Wheeler and Eudaly, the city’s transportation commissioner, said Lyft is “behind” a proposed bill the city says would “eliminate local consumer, safety and disability-access protections” for riders who use Lyft or other ride-hailing companies like Uber.
In a letter to Anthony Foxx, Lyft’s chief policy officer and a former secretary of transportation under President Obama, the Portland politicians said such legislation could potentially undercut the city’s efforts to collect data and analyze ride-hailing companies’ effect on congestion and climate change, charge fees to add services for vulnerable users, and a number of other regulatory measures.

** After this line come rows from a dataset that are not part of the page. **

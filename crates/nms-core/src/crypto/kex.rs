//! Ephemeral key exchange with challenge-response proof of possession.
//!
//! X25519 (ephemeral) -> HKDF-SHA256 -> ChaCha20-Poly1305
//!
//! Flow between client C and server S:
//!   C -> S : C.pk
//!   S      : link(C.pk) -> salt, issue_challenge()
//!   S -> C : S.pk, salt, challenge
//!   C      : link(S.pk, salt), verify_challenge(challenge) -> (counter, control)
//!   C -> S : counter
//!   S      : confirm_challenge(counter, issued), regenerate_keys(control)
//!
//! Both sides end with `session_key = HKDF(shared, salt = control, "session")`.
//! Secrets are held in `Zeroizing` buffers and wiped on drop.

use core::fmt;

use hkdf::Hkdf;
use rand::rngs::OsRng;
use rand_core::RngCore;
use sha2::Sha256;
use subtle::ConstantTimeEq;
use x25519_dalek::{EphemeralSecret, PublicKey};
use zeroize::{Zeroize, ZeroizeOnDrop, Zeroizing};

use crate::crypto::aead;
use crate::crypto::labels::{LABEL_CHALLENGE, LABEL_CONTROL, LABEL_RESPONSE, LABEL_SESSION};
use crate::error::{ProtocolError, Result};

pub const PUBLIC_KEY_LEN: usize = 32;
pub const SALT_LEN: usize = 32;
pub const CHALLENGE_LEN: usize = 32;

/// Key-agreement curve. Both peers must use the same one.
#[derive(Debug, Clone, Copy, PartialEq, Eq, Default)]
pub enum Curve {
    #[default]
    X25519,
}

impl Curve {
    pub const fn name(self) -> &'static str {
        match self {
            Curve::X25519 => "x25519",
        }
    }

    pub fn from_name(name: &str) -> Option<Self> {
        match name.to_ascii_lowercase().as_str() {
            "x25519" | "curve25519" => Some(Curve::X25519),
            _ => None,
        }
    }
}

/// Values the server keeps after issuing a challenge.
#[derive(Zeroize, ZeroizeOnDrop)]
pub struct ChallengeControl {
    /// Sent to the client inside GENERAL_KENOBI.
    pub challenge: [u8; CHALLENGE_LEN],
    /// What the client must send back in THE_NEGOTIATOR.
    pub expected_response: [u8; CHALLENGE_LEN],
    /// Mixed into the final session key.
    pub control: [u8; CHALLENGE_LEN],
}

impl fmt::Debug for ChallengeControl {
    fn fmt(&self, f: &mut fmt::Formatter<'_>) -> fmt::Result {
        f.debug_struct("ChallengeControl")
            .field("challenge", &hex::encode(&self.challenge[..4]))
            .finish_non_exhaustive()
    }
}

/// Result of a successful `verify_challenge` on the client.
#[derive(Zeroize, ZeroizeOnDrop)]
pub struct VerifiedChallenge {
    /// Counter-challenge to return in THE_NEGOTIATOR.
    pub challenge: [u8; CHALLENGE_LEN],
    pub control: [u8; CHALLENGE_LEN],
}

/// Per-connection key exchange state.
pub struct KeyExchange {
    curve: Curve,
    secret: Option<EphemeralSecret>,
    public: PublicKey,
    peer_public: Option<PublicKey>,
    salt: Option<[u8; SALT_LEN]>,
    shared: Option<Zeroizing<[u8; 32]>>,
    session_key: Option<Zeroizing<[u8; 32]>>,
}

impl fmt::Debug for KeyExchange {
    fn fmt(&self, f: &mut fmt::Formatter<'_>) -> fmt::Result {
        f.debug_struct("KeyExchange")
            .field("curve", &self.curve)
            .field("public", &hex::encode(self.public.as_bytes()))
            .field("linked", &self.shared.is_some())
            .field("session_key", &self.session_key.is_some())
            .finish()
    }
}

impl KeyExchange {
    /// Generate a fresh ephemeral key pair on `curve`.
    pub fn new(curve: Curve) -> Self {
        let secret = match curve {
            Curve::X25519 => EphemeralSecret::random_from_rng(OsRng),
        };
        let public = PublicKey::from(&secret);
        Self {
            curve,
            secret: Some(secret),
            public,
            peer_public: None,
            salt: None,
            shared: None,
            session_key: None,
        }
    }

    pub fn curve(&self) -> Curve {
        self.curve
    }

    pub fn public_key(&self) -> [u8; PUBLIC_KEY_LEN] {
        self.public.to_bytes()
    }

    pub fn peer_public_key(&self) -> Option<[u8; PUBLIC_KEY_LEN]> {
        self.peer_public.map(|p| p.to_bytes())
    }

    pub fn salt(&self) -> Option<[u8; SALT_LEN]> {
        self.salt
    }

    pub fn is_linked(&self) -> bool {
        self.shared.is_some()
    }

    pub fn has_session_key(&self) -> bool {
        self.session_key.is_some()
    }

    /// Compute the shared secret against `peer_public_key`.
    ///
    /// The side that receives no salt (the server answering HELLO_THERE)
    /// generates one; the side that does (the client reading GENERAL_KENOBI)
    /// adopts it. Either way the salt in use is returned.
    ///
    /// # Errors
    /// `AlreadyLinked` on a second call, `AuthenticationFailure` when the
    /// peer key is a low-order point that yields a non-contributory secret.
    pub fn link(
        &mut self,
        peer_public_key: &[u8; PUBLIC_KEY_LEN],
        salt: Option<[u8; SALT_LEN]>,
    ) -> Result<[u8; SALT_LEN]> {
        let secret = self.secret.take().ok_or(ProtocolError::AlreadyLinked)?;
        let peer = PublicKey::from(*peer_public_key);

        let shared = secret.diffie_hellman(&peer);
        if !shared.was_contributory() {
            return Err(ProtocolError::AuthenticationFailure);
        }

        let salt = salt.unwrap_or_else(|| {
            let mut s = [0u8; SALT_LEN];
            OsRng.fill_bytes(&mut s);
            s
        });

        self.peer_public = Some(peer);
        self.salt = Some(salt);
        self.shared = Some(Zeroizing::new(shared.to_bytes()));
        Ok(salt)
    }

    fn expand(&self, salt: &[u8], label: &[u8], extra: &[u8]) -> Result<[u8; 32]> {
        let shared = self.shared.as_ref().ok_or(ProtocolError::NotLinked)?;
        let hk = Hkdf::<Sha256>::new(Some(salt), shared.as_slice());
        let mut okm = [0u8; 32];
        hk.expand_multi_info(&[label, extra], &mut okm)
            .map_err(|_| ProtocolError::MalformedFrame("hkdf output length"))?;
        Ok(okm)
    }

    fn derive_challenge(&self) -> Result<ChallengeControl> {
        let salt = self.salt.ok_or(ProtocolError::NotLinked)?;
        let challenge = self.expand(&salt, LABEL_CHALLENGE, &[])?;
        let expected_response = self.expand(&salt, LABEL_RESPONSE, &challenge)?;
        let control = self.expand(&salt, LABEL_CONTROL, &challenge)?;
        Ok(ChallengeControl {
            challenge,
            expected_response,
            control,
        })
    }

    /// Derive the challenge the server sends in GENERAL_KENOBI, together with
    /// the response it expects back and the control value.
    ///
    /// # Errors
    /// `NotLinked` before `link`.
    pub fn issue_challenge(&self) -> Result<ChallengeControl> {
        self.derive_challenge()
    }

    /// Check a challenge received from the server and produce the
    /// counter-challenge plus control value.
    ///
    /// # Errors
    /// `AuthenticationFailure` when the challenge does not match what this
    /// side derives from its own shared secret.
    pub fn verify_challenge(&self, received: &[u8; CHALLENGE_LEN]) -> Result<VerifiedChallenge> {
        let expected = self.derive_challenge()?;
        if expected.challenge.ct_eq(received).unwrap_u8() == 0 {
            return Err(ProtocolError::AuthenticationFailure);
        }
        Ok(VerifiedChallenge {
            challenge: expected.expected_response,
            control: expected.control,
        })
    }

    /// Verify a counter-challenge against the one issued earlier.
    #[must_use]
    pub fn confirm_challenge(
        &self,
        received: &[u8; CHALLENGE_LEN],
        issued: &ChallengeControl,
    ) -> bool {
        self.shared.is_some() && issued.expected_response.ct_eq(received).unwrap_u8() == 1
    }

    /// Derive the final session key by mixing the shared secret with `control`.
    ///
    /// # Errors
    /// `NotLinked` before `link`.
    pub fn regenerate_keys(&mut self, control: &[u8; CHALLENGE_LEN]) -> Result<()> {
        let key = self.expand(control, LABEL_SESSION, &[])?;
        self.session_key = Some(Zeroizing::new(key));
        Ok(())
    }

    /// # Errors
    /// `NoSessionKey` before `regenerate_keys`.
    pub fn encrypt(&self, plaintext: &[u8]) -> Result<Vec<u8>> {
        let key = self.session_key.as_ref().ok_or(ProtocolError::NoSessionKey)?;
        aead::seal(key, plaintext)
    }

    /// # Errors
    /// `NoSessionKey` before `regenerate_keys`, `AuthenticationFailure` when
    /// the ciphertext was tampered with or sealed under another key.
    pub fn decrypt(&self, ciphertext: &[u8]) -> Result<Vec<u8>> {
        let key = self.session_key.as_ref().ok_or(ProtocolError::NoSessionKey)?;
        aead::open(key, ciphertext)
    }
}
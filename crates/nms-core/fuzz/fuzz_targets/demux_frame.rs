#![no_main]
use libfuzzer_sys::fuzz_target;

use nms_core::wire::{demux, FrameSigner};

fuzz_target!(|data: &[u8]| {
    // Fixed network key to keep the fuzzer deterministic.
    let signer = FrameSigner::new([0x42u8; 32]);

    // "No panics, no reads past the end" under any input.
    let (frames, stats) = demux(data, &signer);
    assert_eq!(frames.len(), stats.frames);
    assert!(stats.skipped_bytes <= data.len());
});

“This proposed legislation is contrary to this bedrock philosophy that the best oversight of the transportation system and the private-for-hire industry is local," Wheeler and Eudaly wrote. “Not only that, but it is a disservice to passengers, drivers and the general public who expect safe and reliable service and who are expecting you to stand by your climate commitments.”
Lauren Alexander, a Lyft spokeswoman, said the company is “committed to working collaboratively with policymakers and regulators," and she noted 45 states have legislation “similar” to the bill under consideration in Oregon.
“Discussion about state wide ride-sharing legislation is in its early stages, and we look forward to ongoing dialogue to ensure we can continue to provide reliable, efficient transportation options for passengers and flexible earning opportunities for drivers,” she said in an email.
Lyft officials said the company has always sought statewide regulations rather than being overseen by big cities only. They note they currently operate in just six Oregon cities, “because of the lack of statewide legislation.”
The letter is in response to draft legislation sponsored by Rep. Susan McLain, D-Hillsboro.
Willamette Week reported on the bill on Saturday.
Nathan Hambley, Uber’s spokesman in the region, said the company supports “consistent rideshare regulations that would make affordable, reliable transportation more accessible to all Oregonians, and acknowledge there is still work to be done on this issue in the legislature.”
In an interview, McLain said she disagrees with the city’s stance that Lyft is behind the effort. McLain said she is also working with the League of Oregon Cities on the issue and said she’d been discussing it since 2015.
“I haven’t dropped the bill,” she said.
McLain said she’s interested in the issue because Oregon’s regulations for the ride-hailing industry is “patchwork,” and she said that’s not helpful to riders or drivers.
“It’s good policy to make sure that we’ve got some sort of a statewide framework,” she said.
McLain said the 20-page draft legislation, which is dated Jan. 10 and was provided to the Oregonian/OregonLive, is designed to be a starting point.
She said technology has changed a lot in the five years or so since Uber and Lyft arrived in Oregon.
When asked whether a bill would give cities like Portland an exception to allow for more regulations or if it would apply a one-size fits all approach, McLain said that’s not been determined.
“Both of those are possibilities,” she said.
©2019 The Oregonian (Portland, Ore.). Distributed by Tribune Content Agency, LLC.